Distinct role of specific tryptophans in facilitating electron transfer or as [Fe(IV)=O Trp(*)] intermediates in the peroxidase reaction of Bulkholderia pseudomallei catalase-peroxidase: a multifrequency EPR spectroscopy investigation.

We have characterized the reactive intermediates of the peroxidase-like reaction of Bulkholderia pseudomallei KatG using multifrequency EPR spectroscopy. The aim was to investigate the putative role of tryptophanyl radicals as alternative intermediates to the [Fe(IV)=O Por(*+)] species or as short-lived species involved in superexchange-coupled pathways between redox cofactors.

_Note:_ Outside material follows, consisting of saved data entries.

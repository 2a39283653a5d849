use crate::domain::Version;
use crate::error::{Result, SitePublishError};
use serde::Deserialize;
use std::collections::BTreeMap;

/// Installed global packages, name -> version.
///
/// Built once per run from the package manager listing and only read after that.
#[derive(Debug, Clone, Default, PartialEq)]
pub struct DependencyMap {
    packages: BTreeMap<String, Version>,
}

#[derive(Debug, Deserialize)]
struct NpmListing {
    #[serde(default)]
    dependencies: BTreeMap<String, NpmPackage>,
}

#[derive(Debug, Deserialize)]
struct NpmPackage {
    #[serde(default)]
    version: Option<String>,
}

impl DependencyMap {
    /// Parse the output of `npm -g ls --depth 0 --json`.
    ///
    /// A listing without a `dependencies` object is an empty map. A package
    /// whose version string holds no `X.Y.Z` is an error.
    pub fn from_npm_json(json: &str) -> Result<Self> {
        let listing: NpmListing = serde_json::from_str(json)?;

        let mut packages = BTreeMap::new();
        for (name, package) in listing.dependencies {
            let raw = package.version.unwrap_or_default();
            let version = Version::extract(&raw, "")
                .ok_or_else(|| SitePublishError::unparseable_version(name.as_str(), raw))?;
            packages.insert(name, version);
        }

        Ok(DependencyMap { packages })
    }

    pub fn get(&self, name: &str) -> Option<Version> {
        self.packages.get(name).copied()
    }

    pub fn len(&self) -> usize {
        self.packages.len()
    }

    pub fn is_empty(&self) -> bool {
        self.packages.is_empty()
    }

    /// Check that `name` is installed at `minimum` or newer.
    ///
    /// The boundary is inclusive: an exact match passes.
    pub fn check(&self, name: &str, minimum: Version) -> Result<Version> {
        let found = self
            .get(name)
            .ok_or_else(|| SitePublishError::dependency_missing(name))?;

        if found < minimum {
            return Err(SitePublishError::BelowMinimum {
                name: name.to_string(),
                found,
                required: minimum,
            });
        }

        Ok(found)
    }
}

impl FromIterator<(String, Version)> for DependencyMap {
    fn from_iter<I: IntoIterator<Item = (String, Version)>>(iter: I) -> Self {
        DependencyMap {
            packages: iter.into_iter().collect(),
        }
    }
}
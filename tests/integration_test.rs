// tests/integration_test.rs
use std::process::Command;
use tempfile::TempDir;

fn site_publish() -> Command {
    Command::new(env!("CARGO_BIN_EXE_site-publish"))
}

#[test]
fn test_site_publish_help() {
    let output = site_publish()
        .arg("--help")
        .output()
        .expect("Failed to execute command");

    assert!(output.status.success());
    let stdout = String::from_utf8(output.stdout).unwrap();
    assert!(stdout.contains("site-publish"));
    assert!(stdout.contains("--deploy <HOST> <PATH>"));
    assert!(stdout.contains("--no-dependency-checking"));
    assert!(stdout.contains("--release-dev-server"));
}

#[test]
fn test_site_publish_version() {
    let output = site_publish()
        .arg("--version")
        .output()
        .expect("Failed to execute command");

    assert!(output.status.success());
    let stdout = String::from_utf8(output.stdout).unwrap();
    assert_eq!(
        stdout.trim(),
        format!("site-publish {}", env!("CARGO_PKG_VERSION"))
    );
}

#[test]
fn test_deploy_conflicts_with_dev_server() {
    let output = site_publish()
        .args(["--release-dev-server", "--deploy", "example.com", "/srv/site"])
        .output()
        .expect("Failed to execute command");

    assert_eq!(output.status.code(), Some(2));
}

#[test]
fn test_deploy_needs_host_and_path() {
    let output = site_publish()
        .args(["--deploy", "example.com"])
        .output()
        .expect("Failed to execute command");

    assert_eq!(output.status.code(), Some(2));
}

#[test]
fn test_invalid_config_exits_with_one() {
    let root = TempDir::new().unwrap();
    std::fs::write(root.path().join("sitepublish.toml"), "[build\n").unwrap();

    let output = site_publish()
        .arg("-C")
        .arg(root.path())
        .output()
        .expect("Failed to execute command");

    assert_eq!(output.status.code(), Some(1));
}

#[test]
fn test_failed_preflight_exits_with_one() {
    let root = TempDir::new().unwrap();
    std::fs::write(
        root.path().join("sitepublish.toml"),
        "[toolchain.package_manager]\ncommand = \"site-publish-missing-npm\"\nminimum = \"5.6.0\"\n",
    )
    .unwrap();

    let output = site_publish()
        .arg("-C")
        .arg(root.path())
        .output()
        .expect("Failed to execute command");

    assert_eq!(output.status.code(), Some(1));
    assert!(!root.path().join("build").exists());
}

Three distinct sites for the formation of radical intermediates, Trp330, Trp139 and Trp153, were identified using single, double and triple variants of Bulkholderia pseudomallei KatG. The proximal Trp330 is the site for a radical in magnetic interaction with the ferryl heme iron [Fe(IV)=O Trp(*+)], formed at the expense of a short-lived [Fe(IV)=O Por(*+)] species as in the cases of Mycobacterium tuberculosis KatG and cytochrome c peroxidase. Formation of the Trp153 radical at a site close to the enzyme surface crucially depends on the integrity of the H-bonding network of the heme distal side, that includes Trp95, the radical site in the Synechocystis KatG. Accordingly, the extended H-bonding network and Trp94 provide an electron transfer pathway between Trp153 and the heme. The distal tryptophan (Trp111) being part of the KatG-specific adduct required for the catalase-like activity, is involved in facilitating electron transfer for the formation of the Trp139 radical. We propose a comprehensive description of the role of specific Trp residues that takes into account not only the apparent differences in sites for the Trp(*) intermediates in other catalase-peroxidases but also the similar cases observed in monofunctional peroxidases.